While talk of food price rises in Guyana and the rest of the Caribbean had been circulating for several weeks, the likelihood of a food scarcity crisis, particularly in the fruit and vegetables areas, began to loom large a few weeks ago when relentless downpours pounded the coastal and interior areas of the country turning thousands of acres of farms boasting food crops destined for local consumption as well as for export into lakes. Ominously, the prognosis for a quick recovery from what has been described as the worst flooding in the country’s recent history does not appear to be good given the lack of sufficient resources to allow for swift remedial action.

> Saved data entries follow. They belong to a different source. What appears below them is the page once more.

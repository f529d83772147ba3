use crate::engine::{self, TypeId};
use crate::error::{check_code, EngineFault};
use crate::{SolverError, Type};
use std::fmt::{Display, Formatter};

/// **(internal)** Wrap the result of an engine type constructor.
fn make(id: TypeId) -> Result<Type, SolverError> {
    if id < 0 {
        Err(SolverError::Term(EngineFault::take()))
    } else {
        Ok(Type(id))
    }
}

impl Type {
    pub fn bool() -> Type {
        Type(engine::bool_type())
    }

    pub fn int() -> Type {
        Type(engine::int_type())
    }

    pub fn real() -> Type {
        Type(engine::real_type())
    }

    /// Bit-vectors of the given (positive) width.
    pub fn bitvector(width: u32) -> Result<Type, SolverError> {
        make(engine::bv_type(width))
    }

    /// A fresh scalar type with `card` elements. Every call creates a new, distinct type.
    pub fn new_scalar(card: u32) -> Result<Type, SolverError> {
        make(engine::new_scalar_type(card))
    }

    pub fn tuple(items: &[Type]) -> Result<Type, SolverError> {
        let ids: Vec<TypeId> = items.iter().map(|it| it.0).collect();
        make(engine::tuple_type(&ids))
    }

    pub fn function(domain: &[Type], range: Type) -> Result<Type, SolverError> {
        let ids: Vec<TypeId> = domain.iter().map(|it| it.0).collect();
        make(engine::function_type(&ids, range.0))
    }

    /// The engine id of this type.
    pub fn id(self) -> TypeId {
        self.0
    }

    /// Number of elements of a scalar type.
    pub fn card(self) -> Result<u32, SolverError> {
        let card = engine::scalar_type_card(self.0);
        if card < 0 {
            Err(SolverError::Term(EngineFault::take()))
        } else {
            Ok(card as u32)
        }
    }

    /// Width of a bit-vector type, `0` for any other type.
    pub fn bit_size(self) -> Result<u32, SolverError> {
        let size = engine::type_bitsize(self.0);
        if size < 0 {
            Err(SolverError::Term(EngineFault::take()))
        } else {
            Ok(size as u32)
        }
    }

    /// Component types of a tuple type, or the domain followed by the range of a
    /// function type. Empty for all other types.
    pub fn children(self) -> Result<Vec<Type>, SolverError> {
        let mut children = Vec::new();
        check_code(engine::type_children(self.0, &mut children), SolverError::Term)?;
        Ok(children.into_iter().map(Type).collect())
    }
}

impl Display for Type {
    fn fmt(&self, f: &mut Formatter<'_>) -> std::fmt::Result {
        match engine::type_to_string(self.0) {
            Some(text) => write!(f, "{}", text),
            None => {
                engine::reset_error();
                write!(f, "<invalid type {}>", self.0)
            }
        }
    }
}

The impact of the flooding on food prices has, over the past week and more, been reflected in the usually sprightly-looking municipal markets losing their ‘colour.’ The customary mountains of farm produce available to consumers has dwindled to modest bundles. The prices reflect the scarcity of the commodities, with one fruit and vegetable vendor declaring ruefully that the situation (high prices) is likely to obtain “for months.” In the Berbice community, where farms have been inundated, hundreds of farm animals have died while an official of the country’s leading privately run rice milling company has told this newspaper that the flooding could impact on the company’s ability to meet its external market obligations.

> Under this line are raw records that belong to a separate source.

#[cfg(test)]
mod tests {
    use crate::{ErrorCode, Model, ResourceKind, Session, SolverError, Status, Term, Type, YValTag};
    use num_bigint::BigInt;
    use num_rational::Rational64;
    use pretty_assertions::assert_eq;

    #[test]
    fn shortcuts_agree_with_nodes() {
        let x = Term::new_uninterpreted(Type::int()).unwrap();
        let half = Term::new_uninterpreted(Type::real()).unwrap();
        let p = Term::new_uninterpreted(Type::bool()).unwrap();
        let bv = Term::new_uninterpreted(Type::bitvector(3).unwrap()).unwrap();
        let colour = Type::new_scalar(3).unwrap();
        let c = Term::new_uninterpreted(colour).unwrap();
        let model = Model::from_map(&[
            (x, Term::int(-7)),
            (half, Term::rational(1, 2).unwrap()),
            (p, Term::bool(true)),
            (bv, Term::bitvector(3, 6).unwrap()),
            (c, Term::scalar(2, colour).unwrap()),
        ])
        .unwrap();

        let node = model.get_value(x).unwrap();
        assert_eq!(node.tag(), YValTag::Rational);
        assert!(model.is_integer(&node).unwrap());
        assert!(model.is_long(&node).unwrap());
        assert_eq!(model.integer_of(&node).unwrap(), BigInt::from(-7));
        assert_eq!(model.integer_value(x).unwrap(), -7);
        assert_eq!(model.double_value(x).unwrap(), -7.0);

        assert_eq!(model.rational_value(half).unwrap(), Rational64::new(1, 2));
        assert_eq!(model.double_value(half).unwrap(), 0.5);
        let error = model.integer_value(half).unwrap_err();
        assert!(matches!(error, SolverError::Value(_)));
        assert_eq!(error.code(), Some(ErrorCode::EvalConversionFailed));

        let node = model.get_value(p).unwrap();
        assert_eq!(model.bool_of(&node).unwrap(), model.bool_value(p).unwrap());

        let node = model.get_value(bv).unwrap();
        assert_eq!(node.tag(), YValTag::BitVector);
        assert_eq!(model.bit_size(&node).unwrap(), 3);
        assert_eq!(model.bv_of(&node).unwrap(), vec![false, true, true]);
        assert_eq!(model.bv_value(bv).unwrap(), vec![false, true, true]);

        let node = model.get_value(c).unwrap();
        let scalar = model.scalar_of(&node).unwrap();
        assert_eq!(scalar, model.scalar_value(c).unwrap());
        assert_eq!(scalar.index, 2);
        assert_eq!(scalar.ty, colour);
    }

    #[test]
    fn mismatched_nodes_are_value_errors() {
        let p = Term::new_uninterpreted(Type::bool()).unwrap();
        let model = Model::from_map(&[(p, Term::bool(false))]).unwrap();
        let node = model.get_value(p).unwrap();
        assert_eq!(model.tuple_arity(&node).unwrap(), 0);
        assert_eq!(model.mapping_arity(&node).unwrap(), 0);
        assert_eq!(model.function_arity(&node).unwrap(), 0);
        let error = model.expand_tuple(&node).unwrap_err();
        assert!(matches!(error, SolverError::Value(_)));
        assert!(model.rational_of(&node).is_err());
        assert!(model.bool_value(Term::new_uninterpreted(Type::int()).unwrap()).is_err());

        let other = Model::from_map(&[(p, Term::bool(true))]).unwrap();
        let error = other.bool_of(&node).unwrap_err();
        assert_eq!(error.code(), Some(ErrorCode::InvalidValueNode));
    }

    #[test]
    fn closed_models_refuse_queries() {
        let p = Term::new_uninterpreted(Type::bool()).unwrap();
        let mut model = Model::from_map(&[(p, Term::bool(true))]).unwrap();
        let node = model.get_value(p).unwrap();
        model.close();
        model.close();
        assert_eq!(
            model.bool_of(&node),
            Err(SolverError::ResourceClosed(ResourceKind::Model))
        );
        assert_eq!(model.to_string(), "<closed model>");
    }

    #[test]
    fn values_convert_back_to_terms() {
        let mut session = Session::new().unwrap();
        let x = Term::new_uninterpreted(Type::bitvector(4).unwrap()).unwrap();
        let nine = Term::bitvector(4, 9).unwrap();
        session.assert_formula(x.equals(nine).unwrap()).unwrap();
        assert_eq!(session.check().unwrap(), Status::Sat);
        let model = session.get_model().unwrap();
        assert_eq!(model.value_as_term(x).unwrap(), nine);
        // The model outlives the session.
        session.close();
        assert_eq!(model.bv_value(x).unwrap(), vec![true, false, false, true]);
    }

    #[test]
    fn implicants_explain_formulas() {
        let p = Term::new_uninterpreted(Type::bool()).unwrap();
        let q = Term::new_uninterpreted(Type::bool()).unwrap();
        let formula = Term::or(&[p, q]).unwrap();
        let model = Model::from_map(&[(p, Term::bool(false)), (q, Term::bool(true))]).unwrap();
        assert_eq!(model.implicant(formula).unwrap(), vec![q]);
        let error = model.implicant(p).unwrap_err();
        assert_eq!(error.code(), Some(ErrorCode::EvalFormulaFalse));
    }
}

The impact of the flooding on the fruit and vegetables sector will also affect Guyana’s ability to meet its ongoing obligation to a regional market, part of which depends on imports through the state-run Guyana Marketing Corporation, (GMC).  The extent to which the flooding has affected the volume of the GMC’s fruit and vegetable exports to the region is unclear.

Critics of the current rising food prices in the Caribbean can contend with considerable justification that the region has only itself to blame. Setting aside its dependence on the returns from tourists visiting the region from Europe and North America who bring their tastes with them, a circumstance that is primarily responsible for the reported US$5 billion food import bill, there is also the issue of the abject failure of the Caribbean Community (CARICOM) to transform elaborately articulated plans to significantly raise the region’s food production profile into reality.

The UN World Food Programme report says that 270 million people are currently suffering from acute malnutrition or worse situations in the 79 countries in which the agency operates, double the number in 2019.

Among the regions facing a rising hunger crisis that is exacerbated by skyrocketing food prices are Southeast Asia, Africa and Central America.

 Meanwhile, the World Bank estimates that up to 124 million people sank below the international poverty line—living on less than $1.90 a day—in 2020 as a result of the pandemic. Up to 39 million people more are expected to be added in 2021, taking the total number of those living in extreme poverty to 750 million people.